*** Opening of Material supplied ***
/*!

The main solve loop: pick-equation, deduce, substitute, repeat; then
back-propagate the stack of deduced equations into concrete assignments.

*/

use log::debug;

use crate::bigint::BigInt;
use crate::deduced_equation::DeducedEquation;
use crate::equation::SimplificationResult;
use crate::error::Result;
use crate::system::EquationSystem;
use crate::variable::VariableId;

/// A value pinned to a variable, the terminal form of a [`DeducedEquation`]
/// once its right-hand side has fully reduced to a constant.
#[derive(Clone, Debug, PartialEq, Eq)]
pub struct Assignment {
    pub variable: VariableId,
    pub value: BigInt,
}

/// The solution to a system: one [`Assignment`] per original variable
/// (id < the system's variable count as declared by the input, before any
/// auxiliary variables were minted).
#[derive(Clone, Debug, Default, PartialEq, Eq)]
pub struct Solution {
    pub assignments: Vec<Assignment>,
}

impl Solution {
    pub fn get(&self, variable: VariableId) -> Option<&BigInt> {
        self.assignments
            .iter()
            .find(|a| a.variable == variable)
            .map(|a| &a.value)
    }
}

/// Drives an [`EquationSystem`] to a [`Solution`] or a proof of
/// unsolvability, one instance per solve.
pub struct Solver {
    system: EquationSystem,
    original_variable_count: usize,
    deduced: Vec<DeducedEquation>,
    assignments: Vec<Assignment>,
}

impl Solver {
    pub fn new(system: EquationSystem) -> Self {
        let original_variable_count = system.variable_count();
        Solver {
            system,
            original_variable_count,
            deduced: Vec::new(),
            assignments: Vec::new(),
        }
    }

    /// Runs the main loop to completion. `None` means the system has no
    /// integer solution.
    ///
    /// `poll` is called once per outer-loop iteration (after step 5, before
    /// the next simplify); if it ever returns `false`, the solve stops early
    /// and this returns `Ok(None)`. No caller in this crate passes one, but
    /// the hook is here so an embedder can wire up cancellation without
    /// forking the loop.
    pub fn solve(&mut self) -> Result<Option<Solution>> {
        self.solve_with_poll(|| true)
    }

    pub fn solve_with_poll(&mut self, mut poll: impl FnMut() -> bool) -> Result<Option<Solution>> {
        let mut iteration = 0usize;
        loop {
            match self.system.simplify()? {
                SimplificationResult::Conflict => return Ok(None),
                SimplificationResult::IsEmpty => break,
                SimplificationResult::Ok => {}
            }

            debug!(
                "iteration {iteration}: {} equation(s) remaining",
                self.system.equations().len()
            );
            iteration += 1;

            let pivot_index = pick_equation_index(&self.system);

            let fresh_variable = {
                let equation = &self.system.equations()[pivot_index];
                let lowest = equation
                    .lowest_coefficient_term()
                    .expect("a non-empty equation has a nonzero term after simplify");
                if lowest.coefficient.abs() > BigInt::from(1i64) {
                    Some(self.system.add_new_variable())
                } else {
                    None
                }
            };

            let equation = &mut self.system.equations_mut()[pivot_index];
            let t = equation
                .lowest_coefficient_term()
                .expect("a non-empty equation has a nonzero term after simplify")
                .clone();
            let t = if t.coefficient.is_negative() {
                equation.invert()?;
                equation
                    .lowest_coefficient_term()
                    .expect("inverting doesn't empty the equation")
                    .clone()
            } else {
                t
            };

            let deduced = if let Some(fresh_variable) = fresh_variable {
                equation.eliminate(&t, fresh_variable)?
            } else {
                equation.solve_for(&t, true)
            };

            if deduced.right_side_terms.terms().is_empty() {
                let assignment = Assignment {
                    variable: deduced.target,
                    value: deduced.right_side_constant.clone(),
                };
                self.system
                    .substitute_assignment(assignment.variable, &assignment.value);
                self.assignments.push(assignment);
            } else {
                self.system.substitute_deduced(&deduced);
                self.deduced.push(deduced);
            }

            if !poll() {
                return Ok(None);
            }
        }

        self.back_propagate();
        Ok(Some(self.extract_solution()))
    }

    fn back_propagate(&mut self) {
        while let Some(mut deduced) = self.deduced.pop() {
            for assignment in &self.assignments {
                deduced.substitute_assignment(assignment.variable, &assignment.value);
            }

            let leftover: Vec<VariableId> = deduced
                .right_side_terms
                .terms()
                .iter()
                .filter(|t| !t.is_zero())
                .map(|t| t.variable)
                .collect();
            for variable in leftover {
                self.assignments.push(Assignment { variable, value: BigInt::zero() });
            }

            self.assignments.push(Assignment {
                variable: deduced.target,
                value: deduced.right_side_constant.clone(),
            });
        }
    }

    fn extract_solution(&self) -> Solution {
        let assignments = self
            .assignments
            .iter()
            .filter(|a| a.variable.index() < self.original_variable_count)
            .cloned()
            .collect();
        Solution { assignments }
    }
}

/// If any equation is a single term, pick it; otherwise pick the equation
/// whose lowest-coefficient term has minimum `|coefficient|` system-wide.
fn pick_equation_index(system: &EquationSystem) -> usize {
    if let Some(index) = system
        .equations()
        .iter()
        .position(|e| e.left_side().terms().iter().filter(|t| !t.is_zero()).count() == 1)
    {
        return index;
    }

    system
        .equations()
        .iter()
        .enumerate()
        .filter_map(|(i, e)| e.lowest_coefficient_term().map(|t| (i, t.coefficient.abs())))
        .min_by(|(_, a), (_, b)| a.cmp(b))
        .map(|(i, _)| i)
        .expect("simplify leaves only equations with at least one nonzero term")
}
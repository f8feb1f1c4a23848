/*!

A solver for systems of linear Diophantine equations, using the method of
auxiliary variables (Aryabhata/Bond elimination): repeatedly simplify by
coefficient GCD, detect inconsistency, pick a pivot term, and either solve
for it directly or introduce a fresh variable to shrink its coefficient,
until the system collapses to a set of concrete assignments or proves
itself unsolvable.

Typical use goes through [`parser::parse`] to build an [`EquationSystem`],
then [`Solver`] to solve it, then optionally [`Validator`] to double-check
the witness:

```no_run
use diophantine::{parser, Solver, Validator};

let system = parser::parse(std::io::Cursor::new("1 2\n2 3 1 5 2\n"))?;
let mut solver = Solver::new(system.clone());
match solver.solve()? {
    Some(solution) => {
        let validator = Validator::new(system);
        assert!(validator.is_valid_solution(&solution));
    }
    None => println!("no solution"),
}
# Ok::<(), diophantine::Error>(())
```

*/

mod bigint;
mod deduced_equation;
mod equation;
mod error;
pub mod logging;
pub mod parser;
mod solver;
mod sum;
mod system;
mod term;
mod validator;
mod variable;

pub use bigint::BigInt;
pub use deduced_equation::DeducedEquation;
pub use equation::{Equation, SimplificationResult};
pub use error::{Error, Result};
pub use solver::{Assignment, Solution, Solver};
pub use sum::Sum;
pub use system::EquationSystem;
pub use term::Term;
pub use validator::Validator;
pub use variable::VariableId;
*** Close of Material supplied ***
▶ Work required
Each line of the data must be written out exactly as it appears.

▶ Result of the exercise
/*!

The main solve loop: pick-equation, deduce, substitute, repeat; then
back-propagate the stack of deduced equations into concrete assignments.

*/

use log::debug;

use crate::bigint::BigInt;
use crate::deduced_equation::DeducedEquation;
use crate::equation::SimplificationResult;
use crate::error::Result;
use crate::system::EquationSystem;
use crate::variable::VariableId;

/// A value pinned to a variable, the terminal form of a [`DeducedEquation`]
/// once its right-hand side has fully reduced to a constant.
#[derive(Clone, Debug, PartialEq, Eq)]
pub struct Assignment {
    pub variable: VariableId,
    pub value: BigInt,
}

/// The solution to a system: one [`Assignment`] per original variable
/// (id < the system's variable count as declared by the input, before any
/// auxiliary variables were minted).
#[derive(Clone, Debug, Default, PartialEq, Eq)]
pub struct Solution {
    pub assignments: Vec<Assignment>,
}

impl Solution {
    pub fn get(&self, variable: VariableId) -> Option<&BigInt> {
        self.assignments
            .iter()
            .find(|a| a.variable == variable)
            .map(|a| &a.value)
    }
}

/// Drives an [`EquationSystem`] to a [`Solution`] or a proof of
/// unsolvability, one instance per solve.
pub struct Solver {
    system: EquationSystem,
    original_variable_count: usize,
    deduced: Vec<DeducedEquation>,
    assignments: Vec<Assignment>,
}

impl Solver {
    pub fn new(system: EquationSystem) -> Self {
        let original_variable_count = system.variable_count();
        Solver {
            system,
            original_variable_count,
            deduced: Vec::new(),
            assignments: Vec::new(),
        }
    }

    /// Runs the main loop to completion. `None` means the system has no
    /// integer solution.
    ///
    /// `poll` is called once per outer-loop iteration (after step 5, before
    /// the next simplify); if it ever returns `false`, the solve stops early
    /// and this returns `Ok(None)`. No caller in this crate passes one, but
    /// the hook is here so an embedder can wire up cancellation without
    /// forking the loop.
    pub fn solve(&mut self) -> Result<Option<Solution>> {
        self.solve_with_poll(|| true)
    }

    pub fn solve_with_poll(&mut self, mut poll: impl FnMut() -> bool) -> Result<Option<Solution>> {
        let mut iteration = 0usize;
        loop {
            match self.system.simplify()? {
                SimplificationResult::Conflict => return Ok(None),
                SimplificationResult::IsEmpty => break,
                SimplificationResult::Ok => {}
            }

            debug!(
                "iteration {iteration}: {} equation(s) remaining",
                self.system.equations().len()
            );
            iteration += 1;

            let pivot_index = pick_equation_index(&self.system);

            let fresh_variable = {
                let equation = &self.system.equations()[pivot_index];
                let lowest = equation
                    .lowest_coefficient_term()
                    .expect("a non-empty equation has a nonzero term after simplify");
                if lowest.coefficient.abs() > BigInt::from(1i64) {
                    Some(self.system.add_new_variable())
                } else {
                    None
                }
            };

            let equation = &mut self.system.equations_mut()[pivot_index];
            let t = equation
                .lowest_coefficient_term()
                .expect("a non-empty equation has a nonzero term after simplify")
                .clone();
            let t = if t.coefficient.is_negative() {
                equation.invert()?;
                equation
                    .lowest_coefficient_term()
                    .expect("inverting doesn't empty the equation")
                    .clone()
            } else {
                t
            };

            let deduced = if let Some(fresh_variable) = fresh_variable {
                equation.eliminate(&t, fresh_variable)?
            } else {
                equation.solve_for(&t, true)
            };

            if deduced.right_side_terms.terms().is_empty() {
                let assignment = Assignment {
                    variable: deduced.target,
                    value: deduced.right_side_constant.clone(),
                };
                self.system
                    .substitute_assignment(assignment.variable, &assignment.value);
                self.assignments.push(assignment);
            } else {
                self.system.substitute_deduced(&deduced);
                self.deduced.push(deduced);
            }

            if !poll() {
                return Ok(None);
            }
        }

        self.back_propagate();
        Ok(Some(self.extract_solution()))
    }

    fn back_propagate(&mut self) {
        while let Some(mut deduced) = self.deduced.pop() {
            for assignment in &self.assignments {
                deduced.substitute_assignment(assignment.variable, &assignment.value);
            }

            let leftover: Vec<VariableId> = deduced
                .right_side_terms
                .terms()
                .iter()
                .filter(|t| !t.is_zero())
                .map(|t| t.variable)
                .collect();
            for variable in leftover {
                self.assignments.push(Assignment { variable, value: BigInt::zero() });
            }

            self.assignments.push(Assignment {
                variable: deduced.target,
                value: deduced.right_side_constant.clone(),
            });
        }
    }

    fn extract_solution(&self) -> Solution {
        let assignments = self
            .assignments
            .iter()
            .filter(|a| a.variable.index() < self.original_variable_count)
            .cloned()
            .collect();
        Solution { assignments }
    }
}

/// If any equation is a single term, pick it; otherwise pick the equation
/// whose lowest-coefficient term has minimum `|coefficient|` system-wide.
fn pick_equation_index(system: &EquationSystem) -> usize {
    if let Some(index) = system
        .equations()
        .iter()
        .position(|e| e.left_side().terms().iter().filter(|t| !t.is_zero()).count() == 1)
    {
        return index;
    }

    system
        .equations()
        .iter()
        .enumerate()
        .filter_map(|(i, e)| e.lowest_coefficient_term().map(|t| (i, t.coefficient.abs())))
        .min_by(|(_, a), (_, b)| a.cmp(b))
        .map(|(i, _)| i)
        .expect("simplify leaves only equations with at least one nonzero term")
}
repository f8feb1f1c4a23848
/*!

A solver for systems of linear Diophantine equations, using the method of
auxiliary variables (Aryabhata/Bond elimination): repeatedly simplify by
coefficient GCD, detect inconsistency, pick a pivot term, and either solve
for it directly or introduce a fresh variable to shrink its coefficient,
until the system collapses to a set of concrete assignments or proves
itself unsolvable.

Typical use goes through [`parser::parse`] to build an [`EquationSystem`],
then [`Solver`] to solve it, then optionally [`Validator`] to double-check
the witness:

```no_run
use diophantine::{parser, Solver, Validator};

let system = parser::parse(std::io::Cursor::new("1 2\n2 3 1 5 2\n"))?;
let mut solver = Solver::new(system.clone());
match solver.solve()? {
    Some(solution) => {
        let validator = Validator::new(system);
        assert!(validator.is_valid_solution(&solution));
    }
    None => println!("no solution"),
}
# Ok::<(), diophantine::Error>(())
```

*/

mod bigint;
mod deduced_equation;
mod equation;
mod error;
pub mod logging;
pub mod parser;
mod solver;
mod sum;
mod system;
mod term;
mod validator;
mod variable;

pub use bigint::BigInt;
pub use deduced_equation::DeducedEquation;
pub use equation::{Equation, SimplificationResult};
pub use error::{Error, Result};
pub use solver::{Assignment, Solution, Solver};
pub use sum::Sum;
pub use system::EquationSystem;
pub use term::Term;
pub use validator::Validator;
pub use variable::VariableId;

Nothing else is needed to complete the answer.